Can your type checking system do this?

(This is a snapshot of my old weblog. New posts and selected republished essays can be found at raganwald.com.)

Monday, July 09, 2007

I tend to work with dynamic languages. This is a personal preference at the moment. I have liked statically typed languages with powerful type checking systems in the past, and my mind is wide open to using them again in the future. Unfortunately, when you mention “static typing,” most people think you’re talking about Java. There is more to static typing than Java, a lot more. For example, Brian over at Enfranchised Mind pointed out that languages like OCaml have a static type checking system powerful enough to enforce constraints like:

All possible variants of a type must be dealt with—for example, that a list has no elements or at least one element must both be handled.

The read_async function only takes file handles opened with the async flag set, while the close function can take file handles with the async flag set or not set.

The buffer returned from read_async can not be accessed until the asynchronous read is completed.

A Postgresql cursor can only be created and accessed with a transaction.

He’s absolutely right. Serious programming languages can do all of that.

Joel Spolsky once explained why he likes using Apps Hungarian naming conventions: it helps avoid problems with various SQL and Javascript injection vulnerabilities. The idea is that you want to make it obvious when you’re violating certain constraints on the use of string values in your application. And Tom Moertel responded by showing how Haskell’s static type checking can completely eliminate the problem. Once again, a powerful type checking system can be used to enforce an important constraint.

My own pet peeve problem is the dreaded NullPointerException. Why, I whinge, must the compiler demand that I type boilerplate like:

final Map<String, String> dictionary = new HashMap<String, String> () {{
  // ...
}}

But it will not do a simple little thing for me in return like check all of my code paths to ensure that I never pass a parameter that might be null to a method that assumes the parameter can never be null? Wouldn’t it be nice if the compiler would deign to help me with these things?

What do all of these things have in common? They are semantic constraints. Constraints on the meaning of a program. The kind of type checking you find in popular programming languages that is based on interfaces, on the physical type of your values and variables, that kind of type checking is a step up from syntax, but not much further. I would call it grammar checking, checking that your “sentences” have the right parts of speech in the right places. There is no attempt to check that your sentences are meaningful.

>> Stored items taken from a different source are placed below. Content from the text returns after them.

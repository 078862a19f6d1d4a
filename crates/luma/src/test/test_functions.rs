use super::{assert_int, assert_str, assert_true, run};
use crate::lua_value::LuaValue;

#[test]
fn basic_calls_and_returns() {
    assert_int("local function add(a, b) return a + b end return add(2, 3)", 5);
    assert_int("local f = function(x) return x * 2 end return f(21)", 42);
    assert_true("local function nothing() end return nothing() == nil");
}

#[test]
fn missing_arguments_are_nil() {
    assert_true("local function f(a, b) return b == nil end return f(1)");
    assert_int("local function f(a) return a end return f(1, 2, 3)", 1);
}

#[test]
fn multiple_returns() {
    let values = run("local function mr() return 1, 2, 3 end return mr()");
    assert_eq!(
        values,
        vec![
            LuaValue::Integer(1),
            LuaValue::Integer(2),
            LuaValue::Integer(3)
        ]
    );
}

#[test]
fn multi_value_truncation_in_middle_position() {
    let values = run("local function mr() return 1, 2, 3 end return mr(), 10");
    assert_eq!(values, vec![LuaValue::Integer(1), LuaValue::Integer(10)]);
}

#[test]
fn multi_value_expansion_in_last_position() {
    let values = run("local function mr() return 1, 2 end return 10, mr()");
    assert_eq!(
        values,
        vec![
            LuaValue::Integer(10),
            LuaValue::Integer(1),
            LuaValue::Integer(2)
        ]
    );
}

#[test]
fn parentheses_truncate_to_one_value() {
    let values = run("local function mr() return 1, 2, 3 end return (mr())");
    assert_eq!(values, vec![LuaValue::Integer(1)]);
}

#[test]
fn constructor_expansion_rules() {
    // Trailing call expands, non-trailing truncates.
    assert_true(
        "local function multi() return 10, 20, 30 end
         local t = {multi()}
         return t[1] == 10 and t[2] == 20 and t[3] == 30",
    );
    assert_true(
        "local function multi() return 10, 20, 30 end
         local t = {multi(), 99}
         return t[1] == 10 and t[2] == 99 and t[3] == nil",
    );
}

#[test]
fn varargs_and_select() {
    assert_int("local function count(...) return select('#', ...) end return count(1, nil, 3)", 3);
    assert_int("local function first(...) return (select(1, ...)) end return first(7, 8)", 7);
    assert_int("local function last(...) return (select(-1, ...)) end return last(7, 8, 9)", 9);
    assert_int("local function f(...) local a, b = ... return a + b end return f(4, 5)", 9);
}

#[test]
fn vararg_table_packing() {
    assert_true(
        "function f(a, ...)
             local arg = {n = select('#', ...), ...}
             for i = 1, arg.n do assert(a[i] == arg[i]) end
             return arg.n
         end
         return f({1, 2, 3}, 1, 2, 3) == 3",
    );
}

#[test]
fn local_function_recursion() {
    assert_int(
        "local function fact(n)
             if n <= 1 then return 1 end
             return n * fact(n - 1)
         end
         return fact(6)",
        720,
    );
}

#[test]
fn local_function_shadowing() {
    assert_true(
        "local function f(x) return x + 1 end
         assert(f(10) == 11)
         local function f(x) return x + 2 end
         assert(f(10) == 12)
         return true",
    );
}

#[test]
fn global_function_declaration() {
    assert_int("function gf(x) return x * 3 end return gf(5)", 15);
}

#[test]
fn dotted_function_declaration() {
    assert_int(
        "t = {}
         t.inner = {}
         function t.inner.f(x) return x + 100 end
         return t.inner.f(1)",
        101,
    );
}

#[test]
fn method_declaration_and_call() {
    assert_int(
        "local obj = {value = 10}
         function obj:get() return self.value end
         function obj:add(n) self.value = self.value + n return self.value end
         obj:add(5)
         return obj:get()",
        15,
    );
}

#[test]
fn bare_function_name_prefers_existing_local() {
    assert_int(
        "local f = function() return 1 end
         local function wrap()
             function f() return 2 end
         end
         wrap()
         return f()",
        2,
    );
}

#[test]
fn string_and_table_call_sugar() {
    assert_int("local function len(s) return #s end return len 'hello'", 5);
    assert_int("local function count(t) return #t end return count {1, 2}", 2);
}

#[test]
fn tail_call_does_not_grow_the_stack() {
    assert_int(
        "local function loop(n)
             if n == 0 then return 0 end
             return loop(n - 1)
         end
         return loop(10000)",
        0,
    );
}

#[test]
fn functions_are_first_class() {
    assert_int(
        "local function apply(f, x) return f(x) end
         return apply(function(v) return v + 1 end, 41)",
        42,
    );
    assert_str(
        "local ops = {double = function(x) return x * 2 end}
         return tostring(ops.double(4))",
        "8",
    );
}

the value of semantic validation

Powerful type systems (type systems like those found in Ocaml and Haskell are often called “expressive” type systems), can be put to work enforcing a degree of semantic correctness. (There are other ways to do it: there are static code analysis tools, for example you can buy tools that check C/C++ code for memory leaks and buffer overflow vulnerabilities. And if you use a language with Design by Contract features, you have another tool in your toolbox.)

The Little MLer introduces ML (and Ocaml) through a series of entertaining and straightforward exercises leading up to the construction of the Y Combinator.

ML and OCaml introduce powerful strong typing and type inference. Both are great languages to learn: you will stretch your understanding of defining types and writing correct programs.

There is an argument that testing can replace type checking. Quite honestly, I believe that extensive automated testing almost completely replaces the need for “grammar checking” in the software I write.

Why? Because checking that you don’t send the wrong message to an object, or call a function with the wrong number of arguments is something that seems to get found when my test suite reaches a certain tiiping point in code path coverage. So far I have always found these things very quickly.

That being said, Theory P warns me that there are some I haven’t found, of course, but I have some faith that the result of such an error will not be catastrophic. With strongly typed languages like Lisp, this kind of failure is gracefully handled. We aren’t talking about a buffer overflow that can turn exploited into a privilege escalation.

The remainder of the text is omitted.